I'm in a clique. I have some genuine friends among the school mums who I enjoy a chat with while I wait for my DC to come out of school. We see each other at other times too - coffee, nights out etc. We are good friends. I have children in 4 different classes so find it a bit unreasonable that if I don't spend my time smiling and nodding to the 100+ parents of my DC's classmates, I'm considered rude. I certainly don't feel superior to the other parents, I don't have any feelings either way about most of them.

Brighteyes27 · 12/01/2017 21:27

'Navy' I think their is a lot of bitchy unnecessary cliqueyness among the mums in the school playground or their was at my DC's large primary school. Maybe you behave like this and don't acknowledge it. They behave like they feel very superior indeed sometimes working the playground speaking to some who they see as better than themselves or if their is something in it for them. I always smiled and or said hello or morning to all the mums as you'd see most of them on a daily basis when my DC's first started school. Some never reciprocated mainly the rude bitchy cliquey mums. Once or twice maybe ok they might have been distracted but for goodness the rudeness and snobbery and inverted snobbery it was unbelievable. I had a cancer scare and had big op and couldn't pick DC's up for 6 weeks when DS in year 4 and DD in year 3. When I went back nobody had noticed I wasn't there and only two or three at most asked if I was ok.

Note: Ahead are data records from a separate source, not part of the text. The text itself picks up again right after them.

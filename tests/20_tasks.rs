mod common;

use anyhow::Result;
use axum::http::StatusCode;
use serde_json::json;

use common::TestApp;

#[tokio::test]
async fn admin_creates_task_with_defaults() -> Result<()> {
    let app = TestApp::spawn().await;
    let admin = app.login_admin().await?;

    let res = app
        .post("/api/tasks", Some(&admin), json!({ "taskName": "Design", "estimatedHours": 12.5 }))
        .await?;
    assert_eq!(res.status, StatusCode::CREATED);
    assert_eq!(res.body["taskName"], "Design");
    assert_eq!(res.body["estimatedHours"], 12.5);
    assert_eq!(res.body["status"], "active");
    assert_eq!(res.body["description"], "");
    assert_eq!(res.body["message"], "Task created successfully");

    let res = app.get("/api/tasks", Some(&admin)).await?;
    assert_eq!(res.status, StatusCode::OK);
    assert_eq!(res.body[0]["task_name"], "Design");
    assert_eq!(res.body[0]["estimated_hours"], 12.5);
    Ok(())
}

#[tokio::test]
async fn employees_can_list_tasks() -> Result<()> {
    let app = TestApp::spawn().await;
    let admin = app.login_admin().await?;
    app.task(&admin, "Support").await?;
    let (_, employee) = app.employee(&admin, "alice").await?;

    let res = app.get("/api/tasks", Some(&employee)).await?;
    assert_eq!(res.status, StatusCode::OK);
    assert_eq!(res.body.as_array().map(Vec::len), Some(1));
    Ok(())
}

#[tokio::test]
async fn create_validates_input() -> Result<()> {
    let app = TestApp::spawn().await;
    let admin = app.login_admin().await?;

    let res = app.post("/api/tasks", Some(&admin), json!({ "description": "no name" })).await?;
    assert_eq!(res.status, StatusCode::BAD_REQUEST);
    assert_eq!(res.body["error"], "Task name required");

    let res = app
        .post("/api/tasks", Some(&admin), json!({ "taskName": "X", "estimatedHours": -3 }))
        .await?;
    assert_eq!(res.status, StatusCode::BAD_REQUEST);

    let res = app
        .post("/api/tasks", Some(&admin), json!({ "taskName": "X", "status": "archived" }))
        .await?;
    assert_eq!(res.status, StatusCode::BAD_REQUEST);
    Ok(())
}

#[tokio::test]
async fn partial_update_keeps_other_fields() -> Result<()> {
    let app = TestApp::spawn().await;
    let admin = app.login_admin().await?;
    let res = app
        .post(
            "/api/tasks",
            Some(&admin),
            json!({ "taskName": "Ops", "description": "on call", "estimatedHours": 4 }),
        )
        .await?;
    let id = res.body["id"].as_i64().unwrap();

    let res = app
        .put(&format!("/api/tasks/{}", id), Some(&admin), json!({ "status": "inactive" }))
        .await?;
    assert_eq!(res.status, StatusCode::OK);
    assert_eq!(res.body["message"], "Task updated successfully");

    let res = app.get("/api/tasks", Some(&admin)).await?;
    let task = &res.body[0];
    assert_eq!(task["status"], "inactive");
    assert_eq!(task["description"], "on call");
    assert_eq!(task["estimated_hours"], 4.0);
    Ok(())
}

#[tokio::test]
async fn update_edge_cases() -> Result<()> {
    let app = TestApp::spawn().await;
    let admin = app.login_admin().await?;
    let id = app.task(&admin, "Ops").await?;

    let res = app.put(&format!("/api/tasks/{}", id), Some(&admin), json!({})).await?;
    assert_eq!(res.status, StatusCode::BAD_REQUEST);
    assert_eq!(res.body["error"], "No fields to update");

    let res = app.put("/api/tasks/9999", Some(&admin), json!({ "taskName": "Y" })).await?;
    assert_eq!(res.status, StatusCode::NOT_FOUND);
    assert_eq!(res.body["error"], "Task not found");

    let res = app.put("/api/tasks/abc", Some(&admin), json!({ "taskName": "Y" })).await?;
    assert_eq!(res.status, StatusCode::BAD_REQUEST);
    Ok(())
}

#[tokio::test]
async fn delete_task() -> Result<()> {
    let app = TestApp::spawn().await;
    let admin = app.login_admin().await?;
    let id = app.task(&admin, "Temp").await?;

    let res = app.delete(&format!("/api/tasks/{}", id), Some(&admin)).await?;
    assert_eq!(res.status, StatusCode::OK);
    assert_eq!(res.body["message"], "Task deleted successfully");

    let res = app.delete(&format!("/api/tasks/{}", id), Some(&admin)).await?;
    assert_eq!(res.status, StatusCode::NOT_FOUND);
    Ok(())
}

#[tokio::test]
async fn deleting_a_task_orphans_its_entries() -> Result<()> {
    let app = TestApp::spawn().await;
    let admin = app.login_admin().await?;
    let task = app.task(&admin, "Retired").await?;
    let (_, alice) = app.employee(&admin, "alice").await?;
    app.entry(&alice, task, 3.0, "2024-06-03").await?;

    let res = app.delete(&format!("/api/tasks/{}", task), Some(&admin)).await?;
    assert_eq!(res.status, StatusCode::OK);

    let (rows,): (i64,) = sqlx::query_as("SELECT COUNT(*) FROM timesheet_entries WHERE task_id = ?")
        .bind(task)
        .fetch_one(app.state.db.pool())
        .await?;
    assert_eq!(rows, 1);

    let res = app.get("/api/timesheet", Some(&alice)).await?;
    assert_eq!(res.status, StatusCode::OK);
    assert_eq!(res.body.as_array().map(Vec::len), Some(0));

    let res = app.get("/api/timesheet/analytics", Some(&admin)).await?;
    assert_eq!(res.body["hoursByTask"].as_array().map(Vec::len), Some(0));
    assert_eq!(res.body["summary"]["total_entries"], 1);
    Ok(())
}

Onthedowns · 12/01/2017 21:40

I meant sticking up for myself with you Navy you really are just digging your heels in- someone jumps in when I was answering a post too. I have acknowledge I havent written well, as well as other things. I have taken posts on board not just the ones similar but other ones too . I have read the thread thoroughly for replies but you keep twisting it back . I completely accept others have put it more succinctly than I have.

OP posts:
Brentlicious · 12/01/2017 21:40

OP, isolate all Navy and White's posts and try to read them objectively.
She speaks absolute sense and does understand your situation but has tried very hard, and I think, patiently, to help you see why you are wasting your time and energy stressing about this issue.
If these women are, for whatever reason, ignoring you, return the favour and consider it to be their loss.